Top of Provided data

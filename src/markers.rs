//! Marker types and traits for defining thread-safety semantics.
//!
//! A [`Holdall<T>`](crate::Holdall) carries a thread-safety marker as its
//! type parameter, which decides what can be stored in it and whether the
//! container itself can cross thread boundaries:
//!
//! - [`SendSync`]: Only `Send + Sync` values can be stored, and the container
//!   is `Send + Sync` as well. This is the default.
//! - [`Local`]: Any `'static` value can be stored, including `Rc` and raw
//!   pointers, but the container is neither `Send` nor `Sync`.
//!
//! # Design Philosophy
//!
//! The constraint encoded by the marker is enforced when a value is stored.
//! It is impossible to place a non-`Send` value into a `Holdall<SendSync>`,
//! so you can trust that a `Holdall<SendSync>` truly is `Send + Sync`.
//!
//! # Examples
//!
//! ```
//! use std::rc::Rc;
//!
//! use holdall::{Holdall, markers};
//!
//! // Thread-safe container with a String (String is Send + Sync)
//! let payload: Holdall<markers::SendSync> = Holdall::from_value(String::from("hello"));
//! std::thread::spawn(move || {
//!     assert_eq!(payload.downcast_ref::<String>().unwrap(), "hello");
//! })
//! .join()
//! .unwrap();
//!
//! // Local container with an Rc (Rc is !Send + !Sync)
//! let shared: Holdall<markers::Local> = Holdall::from_value(Rc::new(5u8));
//! // shared cannot be sent to another thread - won't compile
//! ```

/// Marker type indicating that a [`Holdall`](crate::Holdall) and its value
/// are `Send + Sync`.
///
/// This is the default thread-safety marker.
///
/// # Examples
///
/// ```
/// use holdall::{Holdall, markers::SendSync};
///
/// let holdall: Holdall<SendSync> = Holdall::from_value(vec![1u8, 2, 3]);
/// let handle = std::thread::spawn(move || holdall.downcast_ref::<Vec<u8>>().map(Vec::len));
/// assert_eq!(handle.join().unwrap(), Some(3));
/// ```
#[derive(Copy, Clone, PartialEq, Eq, PartialOrd, Ord, Debug, Default, Hash)]
pub struct SendSync;

/// Marker type indicating that a [`Holdall`](crate::Holdall) may hold values
/// that are not `Send` or `Sync`.
///
/// # Examples
///
/// ```
/// use std::{cell::RefCell, rc::Rc};
///
/// use holdall::{Holdall, markers::Local};
///
/// let log = Rc::new(RefCell::new(Vec::<String>::new()));
/// let holdall: Holdall<Local> = Holdall::from_value(Rc::clone(&log));
///
/// holdall
///     .downcast_ref::<Rc<RefCell<Vec<String>>>>()
///     .unwrap()
///     .borrow_mut()
///     .push("entry".to_string());
/// assert_eq!(log.borrow().len(), 1);
/// ```
#[derive(Copy, Clone, PartialEq, Eq, PartialOrd, Ord, Debug, Default, Hash)]
pub struct Local;

mod sealed_payload_marker {
    use super::*;

    pub trait Sealed<T>: 'static {}

    impl<V: 'static> Sealed<Local> for V {}
    impl<V: 'static + Send + Sync> Sealed<SendSync> for V {}
}

/// Marker trait for values that may be stored in a
/// [`Holdall<T>`](crate::Holdall).
///
/// This trait is implemented for:
/// - All `'static` types when `T = Local`
/// - All `'static + Send + Sync` types when `T = SendSync`
///
/// This trait is sealed and cannot be implemented outside of this crate.
pub trait PayloadMarkerFor<T>: sealed_payload_marker::Sealed<T> + Sized + 'static {}

impl<V: 'static> PayloadMarkerFor<Local> for V {}
impl<V: 'static + Send + Sync> PayloadMarkerFor<SendSync> for V {}
//! Integration tests for the holdall-internals crate.
//!
//! ## Storage Tests
//! - `test_inline_and_external_values`: values of every strategy can be
//!   stored, inspected and replaced
//! - `test_interior_mutability_inline`: values with interior mutability work
//!   through shared references
//! - `test_emplace_panic_leaves_empty`: a panicking constructor leaves the
//!   container empty
//!
//! ## Clone Tests
//! - `test_clone_unsupported`: an uncloneable handler rejects copies without
//!   touching either container
//! - `test_clone_from_assigns_in_place`: same-descriptor copies use
//!   `try_clone_from`
//! - `test_clone_from_different_type`: different-descriptor copies replace
//!   the value
//! - `test_pinned_clone`: pinned copies get their own allocation, and pinned
//!   assignment replaces the target value
//!
//! ## Failure Tests
//! - `test_move_from_panicking_drop`: a destructor panicking during
//!   `move_from` leaves the target holding the moved value
//! - `test_clone_from_panicking_drop`: a destructor panicking during
//!   `try_clone_from` leaves the target holding the copy
//! - `test_clone_from_panicking_clone`: a panicking `clone_from` leaves both
//!   containers holding valid values
//!
//! ## Memory Management Tests
//! - `test_drop_exactly_once`: every stored value is dropped exactly once
//!   across clear, replace, move and container drop

use std::{
    cell::{Cell, RefCell},
    panic::{AssertUnwindSafe, catch_unwind},
    rc::Rc,
    sync::{
        Arc,
        atomic::{AtomicUsize, Ordering},
    },
};

use holdall_internals::{
    RawHoldall,
    handlers::{CloneHandler, Unsupported},
};

struct AlwaysClone;
impl<V: Clone> CloneHandler<V> for AlwaysClone {
    const CLONEABLE: bool = true;

    fn try_clone(value: &V) -> Result<V, Unsupported> {
        Ok(value.clone())
    }

    fn try_clone_from(target: &mut V, source: &V) -> Result<(), Unsupported> {
        target.clone_from(source);
        Ok(())
    }
}

struct NeverClone;
impl<V> CloneHandler<V> for NeverClone {
    const CLONEABLE: bool = false;

    fn try_clone(_value: &V) -> Result<V, Unsupported> {
        Err(Unsupported)
    }
}

#[derive(Clone)]
struct DropTracker {
    drops: Arc<AtomicUsize>,
}

impl Drop for DropTracker {
    fn drop(&mut self) {
        self.drops.fetch_add(1, Ordering::SeqCst);
    }
}

/// Counts calls to `clone_from` so tests can tell assignment from
/// reconstruction.
struct Pooled {
    slot: u32,
    assignments: Rc<Cell<u32>>,
}

impl Clone for Pooled {
    fn clone(&self) -> Self {
        Pooled {
            slot: self.slot,
            assignments: Rc::clone(&self.assignments),
        }
    }

    fn clone_from(&mut self, source: &Self) {
        self.assignments.set(self.assignments.get() + 1);
        self.slot = source.slot;
    }
}

#[test]
fn test_inline_and_external_values() {
    let mut raw = RawHoldall::new();
    assert!(raw.is_empty());
    assert_eq!(raw.type_id(), None);
    assert_eq!(raw.type_name(), None);

    raw.emplace_with::<i32, AlwaysClone, _>(|| 42);
    assert!(!raw.is_empty());
    assert!(raw.is_inline());
    assert_eq!(raw.type_id(), Some(std::any::TypeId::of::<i32>()));
    assert_eq!(raw.type_name(), Some("i32"));
    assert_eq!(raw.downcast_ref::<i32>(), Some(&42));
    assert_eq!(raw.downcast_ref::<f64>(), None);

    *raw.downcast_mut::<i32>().unwrap() += 1;
    assert_eq!(raw.downcast_ref::<i32>(), Some(&43));

    raw.emplace_with::<String, AlwaysClone, _>(|| String::from("external"));
    assert!(!raw.is_inline());
    assert!(raw.is::<String>());
    assert!(!raw.is::<i32>());
    assert_eq!(raw.downcast_ref::<String>().unwrap(), "external");

    assert_eq!(raw.take::<i32>(), None);
    assert_eq!(raw.take::<String>().as_deref(), Some("external"));
    assert!(raw.is_empty());

    raw.clear();
    raw.clear();
    assert!(raw.is_empty());
}

#[test]
fn test_interior_mutability_inline() {
    let mut raw = RawHoldall::new();
    raw.emplace_with::<Cell<u64>, AlwaysClone, _>(|| Cell::new(1));
    assert!(raw.is_inline());

    let shared: &RawHoldall = &raw;
    shared.downcast_ref::<Cell<u64>>().unwrap().set(5);
    assert_eq!(raw.downcast_ref::<Cell<u64>>().unwrap().get(), 5);
}

#[test]
fn test_emplace_panic_leaves_empty() {
    let mut raw = RawHoldall::new();
    raw.emplace_with::<u8, AlwaysClone, _>(|| 1);

    let result = catch_unwind(AssertUnwindSafe(|| {
        raw.emplace_with::<u16, AlwaysClone, _>(|| panic!("constructor failed"));
    }));
    assert!(result.is_err());
    assert!(raw.is_empty());
    assert_eq!(raw.downcast_ref::<u8>(), None);
    assert_eq!(raw.downcast_ref::<u16>(), None);
}

#[test]
fn test_clone_unsupported() {
    let mut source = RawHoldall::new();
    source.emplace_with::<String, NeverClone, _>(|| String::from("mine"));
    assert!(!source.is_cloneable());
    assert_eq!(source.try_clone().err(), Some(Unsupported));

    let mut target = RawHoldall::new();
    target.emplace_with::<u32, AlwaysClone, _>(|| 3);
    assert_eq!(target.try_clone_from(&source), Err(Unsupported));

    assert_eq!(target.downcast_ref::<u32>(), Some(&3));
    assert_eq!(source.downcast_ref::<String>().unwrap(), "mine");

    let mut same = RawHoldall::new();
    same.emplace_with::<String, NeverClone, _>(|| String::from("other"));
    assert_eq!(same.try_clone_from(&source), Err(Unsupported));
    assert_eq!(same.downcast_ref::<String>().unwrap(), "other");
}

#[test]
fn test_clone_from_assigns_in_place() {
    let assignments = Rc::new(Cell::new(0));
    let mut source = RawHoldall::new();
    source.emplace_with::<Pooled, AlwaysClone, _>(|| Pooled {
        slot: 1,
        assignments: Rc::clone(&assignments),
    });
    let mut target = RawHoldall::new();
    target.emplace_with::<Pooled, AlwaysClone, _>(|| Pooled {
        slot: 2,
        assignments: Rc::clone(&assignments),
    });
    let before: *const Pooled = target.downcast_ref::<Pooled>().unwrap();

    target.try_clone_from(&source).unwrap();

    let after: *const Pooled = target.downcast_ref::<Pooled>().unwrap();
    assert_eq!(assignments.get(), 1);
    assert_eq!(before, after);
    assert_eq!(target.downcast_ref::<Pooled>().unwrap().slot, 1);
}

#[test]
fn test_clone_from_different_type() {
    let mut source = RawHoldall::new();
    source.emplace_with::<Vec<u32>, AlwaysClone, _>(|| vec![1, 2]);
    let mut target = RawHoldall::new();
    target.emplace_with::<u8, AlwaysClone, _>(|| 8);

    target.try_clone_from(&source).unwrap();
    assert_eq!(target.downcast_ref::<Vec<u32>>().unwrap(), &[1, 2]);
    assert_eq!(source.downcast_ref::<Vec<u32>>().unwrap(), &[1, 2]);

    let empty = RawHoldall::new();
    target.try_clone_from(&empty).unwrap();
    assert!(target.is_empty());
}

#[test]
fn test_drop_exactly_once() {
    let drops = Arc::new(AtomicUsize::new(0));
    let tracker = || DropTracker {
        drops: Arc::clone(&drops),
    };

    let mut raw = RawHoldall::new();
    raw.emplace_with::<DropTracker, AlwaysClone, _>(tracker);
    assert!(raw.is_inline());
    raw.clear();
    assert_eq!(drops.load(Ordering::SeqCst), 1);

    raw.emplace_with::<DropTracker, AlwaysClone, _>(tracker);
    raw.emplace_with::<u8, AlwaysClone, _>(|| 0);
    assert_eq!(drops.load(Ordering::SeqCst), 2);

    let _ = raw.emplace_pinned_with::<DropTracker, AlwaysClone, _>(tracker);
    let mut other = RawHoldall::new();
    other.move_from(&mut raw);
    assert_eq!(drops.load(Ordering::SeqCst), 2);
    drop(raw);
    assert_eq!(drops.load(Ordering::SeqCst), 2);
    drop(other);
    assert_eq!(drops.load(Ordering::SeqCst), 3);

    let mut source = RawHoldall::new();
    source.emplace_with::<DropTracker, AlwaysClone, _>(tracker);
    let clone = source.try_clone().unwrap();
    drop(source);
    assert_eq!(drops.load(Ordering::SeqCst), 4);
    drop(clone);
    assert_eq!(drops.load(Ordering::SeqCst), 5);
}

/// Records its id when dropped, then panics if asked to.
///
/// `PAD` grows the value past the inline buffer.
#[derive(Clone)]
struct PanicOnDrop<const PAD: usize> {
    id: u32,
    panics: bool,
    drops: Rc<RefCell<Vec<u32>>>,
    _pad: [u64; PAD],
}

impl<const PAD: usize> PanicOnDrop<PAD> {
    fn new(id: u32, panics: bool, drops: &Rc<RefCell<Vec<u32>>>) -> Self {
        PanicOnDrop {
            id,
            panics,
            drops: Rc::clone(drops),
            _pad: [0; PAD],
        }
    }
}

impl<const PAD: usize> Drop for PanicOnDrop<PAD> {
    fn drop(&mut self) {
        let id = self.id;
        self.drops.borrow_mut().push(id);
        if self.panics {
            panic!("destructor of {id} failed");
        }
    }
}

fn store<const PAD: usize>(raw: &mut RawHoldall, value: PanicOnDrop<PAD>, pinned: bool) {
    if pinned {
        let _ = raw.emplace_pinned_with::<_, AlwaysClone, _>(|| value);
    } else {
        raw.emplace_with::<_, AlwaysClone, _>(|| value);
    }
}

fn held_id<const PAD: usize>(raw: &RawHoldall) -> Option<u32> {
    raw.downcast_ref::<PanicOnDrop<PAD>>().map(|value| value.id)
}

#[test]
fn test_pinned_clone() {
    let drops = Rc::new(RefCell::new(Vec::new()));
    let mut source = RawHoldall::new();
    store(&mut source, PanicOnDrop::<0>::new(1, false, &drops), true);
    assert!(source.is_pinned());
    assert!(source.is_cloneable());

    let copy = source.try_clone().unwrap();
    assert!(copy.is_pinned());
    assert!(copy.same_descriptor(&source));
    let original: *const PanicOnDrop<0> = source.downcast_ref::<PanicOnDrop<0>>().unwrap();
    let copied: *const PanicOnDrop<0> = copy.downcast_ref::<PanicOnDrop<0>>().unwrap();
    assert_ne!(original, copied);

    let mut target = RawHoldall::new();
    store(&mut target, PanicOnDrop::<0>::new(2, false, &drops), true);
    target.try_clone_from(&source).unwrap();
    assert_eq!(*drops.borrow(), [2]);
    assert_eq!(held_id::<0>(&target), Some(1));
    assert!(target.is_pinned());

    drop((source, copy, target));
    assert_eq!(*drops.borrow(), [2, 1, 1, 1]);
}

fn check_move_from_panicking_drop<const PAD: usize>(pinned: bool) {
    let drops = Rc::new(RefCell::new(Vec::new()));
    let mut target = RawHoldall::new();
    let mut source = RawHoldall::new();
    store(&mut target, PanicOnDrop::<PAD>::new(1, true, &drops), pinned);
    store(&mut source, PanicOnDrop::<PAD>::new(2, false, &drops), pinned);
    assert!(target.same_descriptor(&source));

    let result = catch_unwind(AssertUnwindSafe(|| target.move_from(&mut source)));
    assert!(result.is_err());
    assert_eq!(*drops.borrow(), [1]);
    assert!(source.is_empty());
    assert_eq!(held_id::<PAD>(&target), Some(2));

    drop(source);
    drop(target);
    assert_eq!(*drops.borrow(), [1, 2]);
}

#[test]
fn test_move_from_panicking_drop() {
    check_move_from_panicking_drop::<0>(false);
    check_move_from_panicking_drop::<4>(false);
    check_move_from_panicking_drop::<0>(true);

    // Different descriptors
    let drops = Rc::new(RefCell::new(Vec::new()));
    let mut target = RawHoldall::new();
    store(&mut target, PanicOnDrop::<4>::new(1, true, &drops), false);
    let mut source = RawHoldall::new();
    source.emplace_with::<String, AlwaysClone, _>(|| String::from("moved"));

    let result = catch_unwind(AssertUnwindSafe(|| target.move_from(&mut source)));
    assert!(result.is_err());
    assert_eq!(*drops.borrow(), [1]);
    assert!(source.is_empty());
    assert_eq!(target.downcast_ref::<String>().unwrap(), "moved");
}

fn check_clone_from_panicking_drop<const PAD: usize>(pinned: bool) {
    let drops = Rc::new(RefCell::new(Vec::new()));
    let mut target = RawHoldall::new();
    let mut source = RawHoldall::new();
    store(&mut target, PanicOnDrop::<PAD>::new(1, true, &drops), pinned);
    store(&mut source, PanicOnDrop::<PAD>::new(2, false, &drops), pinned);

    let result = catch_unwind(AssertUnwindSafe(|| target.try_clone_from(&source)));
    assert!(result.is_err());
    assert_eq!(*drops.borrow(), [1]);
    assert_eq!(held_id::<PAD>(&source), Some(2));
    assert_eq!(held_id::<PAD>(&target), Some(2));

    drop(source);
    drop(target);
    assert_eq!(*drops.borrow(), [1, 2, 2]);
}

#[test]
fn test_clone_from_panicking_drop() {
    check_clone_from_panicking_drop::<0>(false);
    check_clone_from_panicking_drop::<4>(false);
    check_clone_from_panicking_drop::<0>(true);

    // Different descriptors
    let drops = Rc::new(RefCell::new(Vec::new()));
    let mut target = RawHoldall::new();
    store(&mut target, PanicOnDrop::<0>::new(1, true, &drops), false);
    let mut source = RawHoldall::new();
    source.emplace_with::<String, AlwaysClone, _>(|| String::from("copied"));

    let result = catch_unwind(AssertUnwindSafe(|| target.try_clone_from(&source)));
    assert!(result.is_err());
    assert_eq!(*drops.borrow(), [1]);
    assert_eq!(target.downcast_ref::<String>().unwrap(), "copied");
    assert_eq!(source.downcast_ref::<String>().unwrap(), "copied");
}

/// A value whose `clone_from` panics halfway through.
struct HalfAssigned {
    parts: [u32; 2],
    drops: Rc<Cell<u32>>,
}

impl Clone for HalfAssigned {
    fn clone(&self) -> Self {
        HalfAssigned {
            parts: self.parts,
            drops: Rc::clone(&self.drops),
        }
    }

    fn clone_from(&mut self, source: &Self) {
        self.parts[0] = source.parts[0];
        panic!("assignment failed");
    }
}

impl Drop for HalfAssigned {
    fn drop(&mut self) {
        self.drops.set(self.drops.get() + 1);
    }
}

#[test]
fn test_clone_from_panicking_clone() {
    let drops = Rc::new(Cell::new(0));
    let mut source = RawHoldall::new();
    source.emplace_with::<HalfAssigned, AlwaysClone, _>(|| HalfAssigned {
        parts: [1, 1],
        drops: Rc::clone(&drops),
    });
    let mut target = RawHoldall::new();
    target.emplace_with::<HalfAssigned, AlwaysClone, _>(|| HalfAssigned {
        parts: [2, 2],
        drops: Rc::clone(&drops),
    });

    let result = catch_unwind(AssertUnwindSafe(|| target.try_clone_from(&source)));
    assert!(result.is_err());
    assert_eq!(drops.get(), 0);
    assert_eq!(target.downcast_ref::<HalfAssigned>().unwrap().parts, [1, 2]);
    assert_eq!(source.downcast_ref::<HalfAssigned>().unwrap().parts, [1, 1]);

    drop(source);
    drop(target);
    assert_eq!(drops.get(), 2);
}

Bottom of Provided data

Exactly reproduce the lines of the entries above, from the one containing "assert_eq!(drops.get(), 0);" to the very last, and no others.

## Answer for the task
    assert_eq!(drops.get(), 0);
    assert_eq!(target.downcast_ref::<HalfAssigned>().unwrap().parts, [1, 2]);
    assert_eq!(source.downcast_ref::<HalfAssigned>().unwrap().parts, [1, 1]);

    drop(source);
    drop(target);
    assert_eq!(drops.get(), 2);
}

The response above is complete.